[Assigned task]
Using the entries that follow, state how many lines contain the word "super". The response is that number and nothing more.

[Input records]
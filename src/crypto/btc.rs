use regex::Regex;
use std::sync::LazyLock;

use super::{decode_base58, has_valid_checksum};
use crate::error::{Validated, ValidationError};

// Bech32 charset; a loose estimate of segwit validity.
static SEGWIT: LazyLock<Regex> = LazyLock::new(|| {
    Regex::new(r"^(?:bc|tb)[0-3][02-9ac-hj-np-z]{14,74}$").expect("segwit regex")
});

/// Bitcoin address: segwit (`bc`/`tb`) by pattern, P2PKH/P2SH by checksum.
///
/// ```
/// use validators::btc_address;
///
/// assert!(btc_address("3Cwgr2g7vsi1bXDUkpEnVoRLA9w4FZfC69").is_ok());
/// assert!(btc_address("1BvBMsEYstWetqTFn5Au4m4GFg7xJaNVN2").is_err());
/// ```
pub fn btc_address(value: &str) -> Validated {
    let err = || ValidationError::new("btc_address").arg("value", value);

    if value.is_empty() {
        return Err(err());
    }

    if value.starts_with("bc") || value.starts_with("tb") {
        return if SEGWIT.is_match(value) {
            Ok(())
        } else {
            Err(err())
        };
    }

    if !(25..=34).contains(&value.len()) {
        return Err(err());
    }
    let decoded = decode_base58(value).map_err(|reason| err().with_reason(reason))?;
    if has_valid_checksum(&decoded) {
        Ok(())
    } else {
        Err(err())
    }
}

#[cfg(test)]
mod tests {
    use super::*;

    #[test]
    fn test_valid_btc() {
        for value in [
            "bc1q5jy2lsl3tpsq6x3n5pykhvd6qrngk3u0mk35g6",
            "bc1qar0srrr7xfkvy5l643lydnw9re59gtzzwf5mdq",
            "tb1qw508d6qejxtdg4y5r3zarvary0c5xw7kxpjzsx",
            "3Cwgr2g7vsi1bXDUkpEnVoRLA9w4FZfC69",
            "17VZNX1SN5NtKa8UQFxwQbFeFc3iqRYhem",
            "3P14159f73E4gFr7JterCCQh9QjiTjiZrG",
            "1A1zP1eP5QGefi2DMPTfTL5SLmv7DivfNa",
        ] {
            assert!(btc_address(value).is_ok(), "{value}");
        }
    }

    #[test]
    fn test_invalid_btc() {
        for value in [
            "",
            "ff3Cwgr2g7vsi1bXDUkpEnVoRLA9w4FZfC69",
            "b3Cgwgr2g7vsi1bXyjyDUkphEnVoRLA9w4FZfC69",
            "1BvBMsEYstWetqTFn5Au4m4GFg7xJaNVN2",
            "1A1zP1eP5QGefi2DMPTfTL5SLmv7DivfNb",
            "bc1q5jy2lsl3tpsq6x3n5pykhvd6qrngk3u0mk35gb",
            "bc4q5jy2lsl3tpsq6x3n5pykhvd6qrngk3u0mk35g6",
            "1A1zP1eP5QGefi2DMPTfTL5SLmv7Divf0a",
        ] {
            assert!(btc_address(value).is_err(), "{value}");
        }
    }

    #[test]
    fn test_bad_character_has_reason() {
        let err = btc_address("1A1zP1eP5QGefi2DMPTfTL5SLmv7Divf0a").unwrap_err();
        assert!(err.reason().is_some());
    }
}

[Finished exercise]
2